Letters 24 May 2021

Letters 24 May 2021
Highlights important shortcomings

Dinesh Thakur has highlighted important shortcomings in the functioning of the regulatory body for medicines in India. (Is the Pandemic the Wake-up Call We Need on the Drug Regulatory Process?, 22 May)

The absence of clinical guidelines available in many countries like the US, UK and West Europe has been acutely felt in the ongoing pandemic. The guidelines distributed by AIIMS is faulty, outdated, and inspires no confidence. The emergence of mucormycosis as a serious threat is a direct result of the misuse of medicines which is common in India and has become obvious to the public during the pandemic.

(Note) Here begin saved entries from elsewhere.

//! # tlm-cli — CLI Tool for Telemetry Ingestion
//!
//! Provides the `tlm` command-line interface for checking submission files
//! locally with the same rules the ingestion service applies.
//!
//! ## Subcommands
//!
//! - `tlm validate <path>` — validate a JSON or gzip submission file.
//!
//! ```bash
//! tlm validate batch.json
//! tlm validate batch.json.gz
//! cat batch.json | tlm validate - --format json
//! tlm --config tlm.yaml validate batch.json
//! ```

pub mod validate;

/// Exit code for an accepted submission.
pub const EXIT_ACCEPTED: u8 = 0;

/// Exit code for a rejected submission.
pub const EXIT_REJECTED: u8 = 1;

/// Exit code for I/O or configuration failures.
pub const EXIT_ERROR: u8 = 2;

We urgently need to ask for reform of regulatory bodies and more robust scientific institutions to improve healthcare.

George Thomas
Regulators look the other way

A timely and thought-provoking article by Dinesh Thakur on India’s drug regulatory process. India’s system of drug approvals is notoriously venal and murky. Our road to reforms is more difficult because rather than protecting the citizens, our regulators serve the interests of the industry they are hired to watch. That applies to almost all regulators, from telecom to housing to drugs and clinical trials. This is partly because of the political nature of appointments to regulatory bodies and partly because of the absence of effective mechanisms for transparency, accountability, and dealing with complaints or critical feedback. Human life gets cheaper as rules become negotiable, and the regulators look the other way.

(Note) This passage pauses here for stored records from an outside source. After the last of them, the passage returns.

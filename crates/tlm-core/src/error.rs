//! # Rejection Taxonomy
//!
//! Defines the error type returned when a telemetry submission is rejected.
//! All errors use `thiserror` for derive-based `Display` and `Error`
//! implementations.
//!
//! ## Design
//!
//! - Every kind is terminal and client-fault. Nothing here is retryable.
//! - Every kind shares one external error code ([`INVALID_REQUESTED_DATA`])
//!   and one status class ([`ErrorClass::Client`]).
//! - The `Display` output carries internal detail (parse reason, counts) and
//!   is meant for logs. Client-facing text comes from
//!   [`ValidationError::client_message`].

use std::fmt;

use thiserror::Error;

/// Machine-readable error code shared by every rejection kind.
pub const INVALID_REQUESTED_DATA: &str = "INVALID_REQUESTED_DATA";

/// Fixed client-facing message used when a rejection carries no custom text.
pub const GENERIC_MESSAGE: &str = "Requested data for this operation is not valid.";

/// Fixed client-facing message for an empty binary upload.
pub const INVALID_FILE_MESSAGE: &str = "Invalid file: binary payload is empty.";

/// A rejected telemetry submission.
#[derive(Error, Debug, Clone, PartialEq, Eq)]
pub enum ValidationError {
    /// Binary mode: the body bytes are absent or zero-length.
    #[error("binary payload is empty or missing")]
    EmptyOrMissingPayload,

    /// JSON mode: the body is not a parseable JSON object.
    #[error("malformed JSON payload: {reason}")]
    MalformedJson {
        /// Why decoding failed. Diagnostic only.
        reason: String,
    },

    /// JSON mode: no non-empty `events` array in either accepted shape.
    #[error("request or events key is missing")]
    EventsMissing,

    /// JSON mode, enforcement enabled: the batch exceeds the event ceiling.
    #[error("event count {count} exceeds configured limit {limit}")]
    TooManyEvents {
        /// Number of events in the submission.
        count: usize,
        /// Configured ceiling.
        limit: usize,
    },
}

/// Fieldless discriminant of [`ValidationError`], used as a log/metric label.
#[derive(Debug, Clone, Copy, PartialEq, Eq, Hash)]
pub enum ValidationErrorKind {
    EmptyOrMissingPayload,
    MalformedJson,
    EventsMissing,
    TooManyEvents,
}

impl ValidationErrorKind {
    /// Stable snake_case label.
    pub fn as_str(self) -> &'static str {
        match self {
            Self::EmptyOrMissingPayload => "empty_or_missing_payload",
            Self::MalformedJson => "malformed_json",
            Self::EventsMissing => "events_missing",
            Self::TooManyEvents => "too_many_events",
        }
    }
}

impl fmt::Display for ValidationErrorKind {
    fn fmt(&self, f: &mut fmt::Formatter<'_>) -> fmt::Result {
        f.write_str(self.as_str())
    }
}

/// Transport-independent status classification of a rejection.
#[derive(Debug, Clone, Copy, PartialEq, Eq)]
pub enum ErrorClass {
    /// The client sent data that will never be accepted as-is.
    Client,
}

impl ErrorClass {
    /// HTTP status code the caller should translate this class into.
    pub fn status_code(self) -> u16 {
        match self {
            Self::Client => 400,
        }
    }
}

impl ValidationError {
    /// The fieldless kind of this error.
    pub fn kind(&self) -> ValidationErrorKind {
        match self {
            Self::EmptyOrMissingPayload => ValidationErrorKind::EmptyOrMissingPayload,
            Self::MalformedJson { .. } => ValidationErrorKind::MalformedJson,
            Self::EventsMissing => ValidationErrorKind::EventsMissing,
            Self::TooManyEvents { .. } => ValidationErrorKind::TooManyEvents,
        }
    }

    /// Machine-readable error code. Identical for every kind.
    pub fn error_code(&self) -> &'static str {
        INVALID_REQUESTED_DATA
    }

    /// Human-readable message safe to return to the client.
    ///
    /// Never includes parse reasons or payload content.
    pub fn client_message(&self) -> &'static str {
        match self {
            Self::EmptyOrMissingPayload => INVALID_FILE_MESSAGE,
            _ => GENERIC_MESSAGE,
        }
    }

    /// Status classification. Every rejection is a client error.
    pub fn class(&self) -> ErrorClass {
        ErrorClass::Client
    }
}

Vipul Mudgal, Common Cause
Dalits under the Left in West Bengal

Monobina Gupta in her insightful article (Historical Roots of the Rise of Hindutva in West Bengal, 23 April) observes “Even as Hindu Right organisations penetrated subaltern castes, the communist parties, maintained a studied silence on casteism”.

It should be noted that the CPI (M)-led Left Front, which came to power in 1977 and ruled West Bengal for 34 years, unleashed state violence in 1979 on the lower caste Bengali Hindu refugees originally from East Bengal (now Bangladesh), who settled in an island in the Sundarbans. The “Marichjhapi Massacre’, as it came to be known, was erased from public memory, although a few eminent Bengali intellectuals/poets, including Samar Sen, Badal Sircar, Hemanga Biswas, Benoy Ghosh, Birendra Chattopadhyay and Sankha Ghosh, released a press statement at the time condemning the massacre.

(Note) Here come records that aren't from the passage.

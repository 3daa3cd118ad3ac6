//! # tlm-api entry point
//!
//! Reads configuration from the environment, initialises tracing, and serves
//! the ingestion router until interrupted.

use std::net::SocketAddr;

use anyhow::Context;
use tracing_subscriber::EnvFilter;

use tlm_api::{app, AppConfig, AppState};

fn init_tracing() {
    let filter = EnvFilter::try_from_default_env().unwrap_or_else(|_| EnvFilter::new("info"));
    let json = std::env::var("TLM_LOG_FORMAT").is_ok_and(|v| v.eq_ignore_ascii_case("json"));
    if json {
        tracing_subscriber::fmt().json().with_env_filter(filter).init();
    } else {
        tracing_subscriber::fmt().with_env_filter(filter).init();
    }
}

async fn shutdown_signal() {
    if let Err(e) = tokio::signal::ctrl_c().await {
        tracing::error!("failed to install ctrl-c handler: {e}");
    }
    tracing::info!("shutdown signal received");
}

#[tokio::main]
async fn main() -> anyhow::Result<()> {
    init_tracing();

    let config = AppConfig::from_env();
    let addr = SocketAddr::from(([0, 0, 0, 0], config.port));
    tracing::info!(
        %addr,
        max_body_bytes = config.max_body_bytes,
        max_events = config.validator.max_events,
        enforce_max_events = config.validator.enforce_max_events,
        metrics = config.metrics_enabled,
        "starting tlm-api"
    );

    let listener = tokio::net::TcpListener::bind(addr)
        .await
        .with_context(|| format!("failed to bind {addr}"))?;

    axum::serve(listener, app(AppState::with_config(config)))
        .with_graceful_shutdown(shutdown_signal())
        .await
        .context("server error")?;

    Ok(())
}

Recently, a journalist, Deep Halder, has documented the event, based on the oral testimonies of the survivors in a book, Blood Island: An Oral History of the Marichjhapi Massacre (Harper Collins, 2019). In the words of Halder: “...all survivors I spoke to put the number of deaths to anywhere between 5,000 and 10,000; some said even more”.

We do not know how the Marichjhapi massacre was carried in the memories of the subaltern castes, and whether it led to Hinduisation of their identities in different parts of West Bengal.